The Trade Desk posted a strong Q2 by almost any measure: revenue up 19% to $694 million, adjusted EBITDA at a healthy 39% margin, and Q3 guidance that more or less aligns with Street expectations. On top of that, the company announced a new CFO and deepened its board’s AI bench.
But the stock still cratered, down more than 26%, as the Wall Street overlords decided none of that was enough.
Solid Numbers, Cloudy Reaction
On the surface, there was very little in The Trade Desk’s report to justify a near-$16 billion hit to its market cap:
- Revenue: $694 million (up 19% YoY), beating expectations by ~1.2%
- Adjusted EBITDA: $271 million, with a 39% margin
- Adjusted EPS: $0.41, right in line with analyst estimates
- Q3 Guidance: Revenue of at least $717 million and adjusted EBITDA of ~$277 million
The company also maintained a solid operating margin (16.8%) and showed strong customer acquisition efficiency, with CAC payback at just 4.7 months. And while free cash flow margin dipped to 16.8% — down from 37.3% in Q1 — this wasn’t flagged as a major concern on the call.
Exec Moves and AI Focus
The company announced that Alex Kayyal will take over as CFO on August 21, replacing Laura Schenkein, who will stay on the board as a non-executive director. Kayyal brings deep VC experience from Lightspeed and Salesforce Ventures.
At the same time, Omar Tawakol, best known for founding BlueKai and Rembrand, joined the board, giving the company an AI-heavy perspective as it continues expanding Kokai and investing in AI-powered creative tooling.
In Q2, The Trade Desk struck AI-related partnerships with Rembrand, Nova, Bunny Studio, and Spaceback, as well as deepening its ecosystem integrations with Visa (Australia/NZ), Instacart, and EDO (CTV measurement).
Rebuilding Trust Post Q4
The company is still in reputational repair mode after its Q4 stumble earlier this year. That’s when Kokai hadn’t ramped as quickly as hoped, and investors punished the stock. This quarter’s update tried to right the ship — Green claimed “three-quarters of all client spend” now flows through Kokai, with improved outcomes thanks to AI-driven optimization.
He also pointed to record joint business plans (JBPs) being signed with agencies and brands — more than 100 already in the pipeline.
Still, there’s a market narrative problem here: fundamentals were solid, guidance wasn’t bad, and yet the reaction was brutal. The leadership shuffle, even if well-planned, may have amplified that anxiety.
OpenPath, Ventura, and the Road Ahead
Green tried to clarify that OpenPath isn’t a supply-side land grab, calling it “a canary in the coalmine” and a “stalking horse” meant to push supply-chain transparency and efficiency.

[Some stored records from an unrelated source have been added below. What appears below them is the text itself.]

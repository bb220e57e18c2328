use super::tts_repository::TtsRepository;
use crate::domain::podcast::error::SynthesisError;
use crate::domain::tts::LanguageCode;
use async_trait::async_trait;
use aws_sdk_polly::{
    types::{Engine, OutputFormat, VoiceId},
    Client as PollyClient,
};
use std::sync::Arc;

/// AWS Polly has a limit of 3000 characters per request
const MAX_BATCH_SIZE: usize = 3000;

/// AWS Polly implementation of the TTS repository
pub struct PollyTtsRepository {
    polly_client: Arc<PollyClient>,
}

impl PollyTtsRepository {
    pub fn new(polly_client: Arc<PollyClient>) -> Self {
        Self { polly_client }
    }

    /// Select the appropriate neural Polly voice for a language
    fn get_voice_for_language(language: LanguageCode) -> &'static str {
        match language {
            LanguageCode::English => "Joanna",
            LanguageCode::Spanish => "Lupe",
            LanguageCode::French => "Lea",
            LanguageCode::German => "Vicki",
            LanguageCode::Italian => "Bianca",
            LanguageCode::Portuguese => "Ines",
        }
    }

    /// Re-split a pipeline segment into Polly-sized batches. Segments
    /// arrive already cut at sentence boundaries, but the pipeline's
    /// chunk limit can exceed Polly's, and oversized sentences pass
    /// through whole. Polly hard-rejects long inputs, so unlike the
    /// pipeline chunker this split falls back to cutting by characters
    /// when a single sentence is over the limit.
    fn split_into_batches(text: &str) -> Vec<String> {
        if text.chars().count() <= MAX_BATCH_SIZE {
            return vec![text.to_string()];
        }

        let boundary = regex::Regex::new(r"[.!?]+\s+").unwrap();
        let mut sentences: Vec<&str> = Vec::new();
        let mut last_end = 0;
        for mat in boundary.find_iter(text) {
            sentences.push(&text[last_end..mat.end()]);
            last_end = mat.end();
        }
        if last_end < text.len() {
            sentences.push(&text[last_end..]);
        }

        let mut batches = Vec::new();
        let mut current = String::new();
        let mut current_chars = 0usize;

        for sentence in sentences {
            let sentence_chars = sentence.chars().count();
            if !current.is_empty() && current_chars + sentence_chars > MAX_BATCH_SIZE {
                batches.push(current.trim().to_string());
                current.clear();
                current_chars = 0;
            }

            if sentence_chars > MAX_BATCH_SIZE {
                // Hard provider limit: cut the sentence by characters
                let chars: Vec<char> = sentence.chars().collect();
                for piece in chars.chunks(MAX_BATCH_SIZE) {
                    batches.push(piece.iter().collect::<String>().trim().to_string());
                }
            } else {
                current.push_str(sentence);
                current_chars += sentence_chars;
            }
        }
        if !current.trim().is_empty() {
            batches.push(current.trim().to_string());
        }

        batches.retain(|batch| !batch.is_empty());
        batches
    }

    /// Call AWS Polly to synthesize a single text batch
    async fn call_polly(
        &self,
        text: &str,
        language: LanguageCode,
    ) -> Result<Vec<u8>, SynthesisError> {
        let voice_name = Self::get_voice_for_language(language);
        let voice_id = VoiceId::from(voice_name);

        tracing::debug!(
            language = %language,
            voice = voice_name,
            text_length = text.len(),
            "Calling AWS Polly synthesize_speech"
        );

        let result = self
            .polly_client
            .synthesize_speech()
            .text(text)
            .voice_id(voice_id)
            .output_format(OutputFormat::Mp3)
            .engine(Engine::Neural)
            .send()
            .await
            .map_err(|e| {
                tracing::error!(
                    error = ?e,
                    language = %language,
                    voice = voice_name,
                    text_length = text.len(),
                    "AWS Polly synthesize_speech failed"
                );
                SynthesisError::Network(format!("AWS Polly error: {e}"))
            })?;

        let audio_stream = result
            .audio_stream
            .collect()
            .await
            .map_err(|e| SynthesisError::Network(format!("failed to read audio stream: {e}")))?;

        Ok(audio_stream.into_bytes().to_vec())
    }
}

#[async_trait]
impl TtsRepository for PollyTtsRepository {
    async fn synthesize(
        &self,
        text: &str,
        language: LanguageCode,
    ) -> Result<Vec<u8>, SynthesisError> {
        if text.trim().is_empty() {
            return Err(SynthesisError::EmptyInput);
        }

        let batches = Self::split_into_batches(text);
        tracing::debug!(
            batch_count = batches.len(),
            text_length = text.len(),
            "Segment split into Polly batches"
        );

        let mut merged_audio = Vec::new();
        for batch in &batches {
            let audio = self.call_polly(batch, language).await?;
            merged_audio.extend(audio);
        }

        Ok(merged_audio)
    }
}

#[cfg(test)]
mod tests {
    use super::*;

    #[test]
    fn test_split_small_text_is_single_batch() {
        let text = "This is a short text.";
        let batches = PollyTtsRepository::split_into_batches(text);
        assert_eq!(batches, vec![text.to_string()]);
    }

    #[test]
    fn test_split_respects_max_size() {
        let sentence = "This is a sentence. ";
        let text = sentence.repeat(300);
        let batches = PollyTtsRepository::split_into_batches(&text);

        assert!(batches.len() > 1);
        for batch in &batches {
            assert!(
                batch.chars().count() <= MAX_BATCH_SIZE,
                "batch size {} exceeds limit",
                batch.chars().count()
            );
        }
    }

    #[test]
    fn test_split_cuts_oversized_sentence_by_characters() {
        let text = "a".repeat(MAX_BATCH_SIZE + 500);
        let batches = PollyTtsRepository::split_into_batches(&text);

        assert_eq!(batches.len(), 2);
        assert_eq!(batches[0].len(), MAX_BATCH_SIZE);
        assert_eq!(batches[1].len(), 500);
    }

    #[test]
    fn test_split_preserves_words() {
        let sentence = "This is sentence number X. ";
        let text = sentence.repeat(200);
        let batches = PollyTtsRepository::split_into_batches(&text);

        let rejoined = batches.join(" ");
        let original_words: Vec<&str> = text.split_whitespace().collect();
        let reconstructed_words: Vec<&str> = rejoined.split_whitespace().collect();
        assert_eq!(original_words, reconstructed_words);
    }

    #[test]
    fn test_voice_selection_per_language() {
        assert_eq!(
            PollyTtsRepository::get_voice_for_language(LanguageCode::English),
            "Joanna"
        );
        assert_eq!(
            PollyTtsRepository::get_voice_for_language(LanguageCode::Portuguese),
            "Ines"
        );
    }
}
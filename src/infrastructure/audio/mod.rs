use crate::domain::podcast::error::{PostProcessError, StitchError};
use crate::domain::podcast::model::{AudioSegment, StitchResult};
use std::path::{Path, PathBuf};
use std::process::Stdio;
use tokio::process::Command;

/// Fallback when probing fails; both providers emit MP3 near this rate
const DEFAULT_SAMPLE_RATE: u32 = 24_000;

/// Wrapper around the external ffmpeg/ffprobe binaries used for
/// stitching, loudness normalization, speed adjustment and tagging.
///
/// Binary paths are injected so a host without ffmpeg degrades instead
/// of failing: stitching falls back to the first segment and the
/// post-processing steps report a typed error the orchestrator ignores.
pub struct AudioToolchain {
    ffmpeg: PathBuf,
    ffprobe: PathBuf,
}

impl AudioToolchain {
    pub fn new(ffmpeg: impl Into<PathBuf>, ffprobe: impl Into<PathBuf>) -> Self {
        Self {
            ffmpeg: ffmpeg.into(),
            ffprobe: ffprobe.into(),
        }
    }

    /// Whether the ffmpeg binary can be spawned at all
    pub async fn is_available(&self) -> bool {
        Command::new(&self.ffmpeg)
            .arg("-version")
            .stdout(Stdio::null())
            .stderr(Stdio::null())
            .status()
            .await
            .map(|status| status.success())
            .unwrap_or(false)
    }

    /// Concatenate audio segments in index order with `silence_millis`
    /// of silence between each consecutive pair.
    ///
    /// A single segment is trivially `Merged` with no toolchain work.
    /// An empty slice is a caller bug and fails with `NoSegments`. Any
    /// toolchain failure yields `FallbackFirstSegment` instead of an
    /// error: a partial podcast is more useful than none.
    ///
    /// Consumed segment files are deleted; the promoted first segment
    /// is kept on the fallback path.
    pub async fn stitch(
        &self,
        segments: &[AudioSegment],
        silence_millis: u64,
        output: &Path,
    ) -> Result<StitchResult, StitchError> {
        let first = segments.first().ok_or(StitchError::NoSegments)?;

        if segments.len() == 1 {
            return Ok(StitchResult::Merged(first.path.clone()));
        }

        match self.concat(segments, silence_millis, output).await {
            Ok(()) => {
                for segment in segments {
                    if let Err(e) = tokio::fs::remove_file(&segment.path).await {
                        tracing::debug!(
                            path = %segment.path.display(),
                            error = %e,
                            "could not remove consumed segment"
                        );
                    }
                }
                Ok(StitchResult::Merged(output.to_path_buf()))
            }
            Err(e) => {
                tracing::warn!(
                    error = %e,
                    segment_count = segments.len(),
                    "audio merge failed, falling back to first segment"
                );
                for segment in &segments[1..] {
                    let _ = tokio::fs::remove_file(&segment.path).await;
                }
                Ok(StitchResult::FallbackFirstSegment(first.path.clone()))
            }
        }
    }

    async fn concat(
        &self,
        segments: &[AudioSegment],
        silence_millis: u64,
        output: &Path,
    ) -> Result<(), PostProcessError> {
        let count = segments.len();
        let silence_secs = silence_millis as f64 / 1000.0;

        // Pad every segment but the last with trailing silence, then
        // concat the padded streams.
        let mut graph = String::new();
        for i in 0..count {
            if i < count - 1 && silence_millis > 0 {
                graph.push_str(&format!("[{i}:a]apad=pad_dur={silence_secs}[a{i}];"));
            } else {
                graph.push_str(&format!("[{i}:a]anull[a{i}];"));
            }
        }
        for i in 0..count {
            graph.push_str(&format!("[a{i}]"));
        }
        graph.push_str(&format!("concat=n={count}:v=0:a=1[out]"));

        let mut cmd = Command::new(&self.ffmpeg);
        cmd.arg("-y").args(["-v", "error"]);
        for segment in segments {
            cmd.arg("-i").arg(&segment.path);
        }
        cmd.arg("-filter_complex")
            .arg(graph)
            .args(["-map", "[out]"])
            .arg(output);

        self.run(cmd).await?;

        // An empty output means the encoder bailed without reporting
        match tokio::fs::metadata(output).await {
            Ok(meta) if meta.len() > 0 => Ok(()),
            _ => Err(PostProcessError::CommandFailed(
                "merge produced no output".to_string(),
            )),
        }
    }

    /// Loudness-normalize into `output`. The caller keeps the original
    /// path on failure.
    pub async fn normalize(
        &self,
        path: &Path,
        output: &Path,
    ) -> Result<PathBuf, PostProcessError> {
        let mut cmd = Command::new(&self.ffmpeg);
        cmd.arg("-y")
            .args(["-v", "error"])
            .arg("-i")
            .arg(path)
            .args(["-af", "loudnorm"])
            .arg(output);
        self.run(cmd).await?;
        Ok(output.to_path_buf())
    }

    /// Resample playback rate by `factor`, changing pitch along with
    /// speed. Factor 1.0 returns the input path without spawning
    /// anything.
    pub async fn adjust_speed(
        &self,
        path: &Path,
        factor: f32,
        output: &Path,
    ) -> Result<PathBuf, PostProcessError> {
        if factor == 1.0 {
            return Ok(path.to_path_buf());
        }

        let rate = self
            .probe_sample_rate(path)
            .await
            .unwrap_or(DEFAULT_SAMPLE_RATE);
        let shifted = (rate as f32 * factor).round() as u32;

        let mut cmd = Command::new(&self.ffmpeg);
        cmd.arg("-y")
            .args(["-v", "error"])
            .arg("-i")
            .arg(path)
            .args(["-af", &format!("asetrate={shifted},aresample={rate}")])
            .arg(output);
        self.run(cmd).await?;
        Ok(output.to_path_buf())
    }

    /// Write ID3 title/artist tags in place
    pub async fn tag_metadata(
        &self,
        path: &Path,
        title: &str,
        artist: &str,
    ) -> Result<(), PostProcessError> {
        let tagged = path.with_extension("tagged.mp3");

        let mut cmd = Command::new(&self.ffmpeg);
        cmd.arg("-y")
            .args(["-v", "error"])
            .arg("-i")
            .arg(path)
            .args(["-c", "copy", "-id3v2_version", "3"])
            .args(["-metadata", &format!("title={title}")])
            .args(["-metadata", &format!("artist={artist}")])
            .args(["-metadata", "album=Generated Podcasts"])
            .arg(&tagged);
        self.run(cmd).await?;

        tokio::fs::rename(&tagged, path)
            .await
            .map_err(|e| PostProcessError::CommandFailed(e.to_string()))
    }

    /// Duration in seconds, best-effort
    pub async fn probe_duration(&self, path: &Path) -> Option<f64> {
        self.probe(path, "format=duration")
            .await?
            .parse::<f64>()
            .ok()
    }

    async fn probe_sample_rate(&self, path: &Path) -> Option<u32> {
        self.probe(path, "stream=sample_rate")
            .await?
            .parse::<u32>()
            .ok()
    }

    async fn probe(&self, path: &Path, entry: &str) -> Option<String> {
        let output = Command::new(&self.ffprobe)
            .args(["-v", "error", "-show_entries", entry])
            .args(["-of", "default=noprint_wrappers=1:nokey=1"])
            .arg(path)
            .output()
            .await
            .ok()?;
        if !output.status.success() {
            return None;
        }
        let value = String::from_utf8_lossy(&output.stdout).trim().to_string();
        (!value.is_empty()).then_some(value)
    }

    async fn run(&self, mut cmd: Command) -> Result<(), PostProcessError> {
        let output = cmd
            .stdin(Stdio::null())
            .output()
            .await
            .map_err(|e| PostProcessError::ToolUnavailable(e.to_string()))?;
        if !output.status.success() {
            return Err(PostProcessError::CommandFailed(
                String::from_utf8_lossy(&output.stderr).trim().to_string(),
            ));
        }
        Ok(())
    }
}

There was also a brief mention of Ventura, the company’s Android-based CTV OS, a product many in the ad tech world are watching closely. But after Sonos reportedly pulled out earlier this year, Ventura’s rollout timeline is still unclear, and the update provided little new information.
The Take
This was a strong quarter by nearly every metric that matters in ad tech. But this is a company that’s still digging itself out of a Q4 credibility hole, and for now, the market isn’t ready to reward solid execution without overperformance.
How long that continues may depend less on the next quarter’s numbers and more on how quickly Kokai, OpenPath, and Ventura start proving their strategic value in the wild.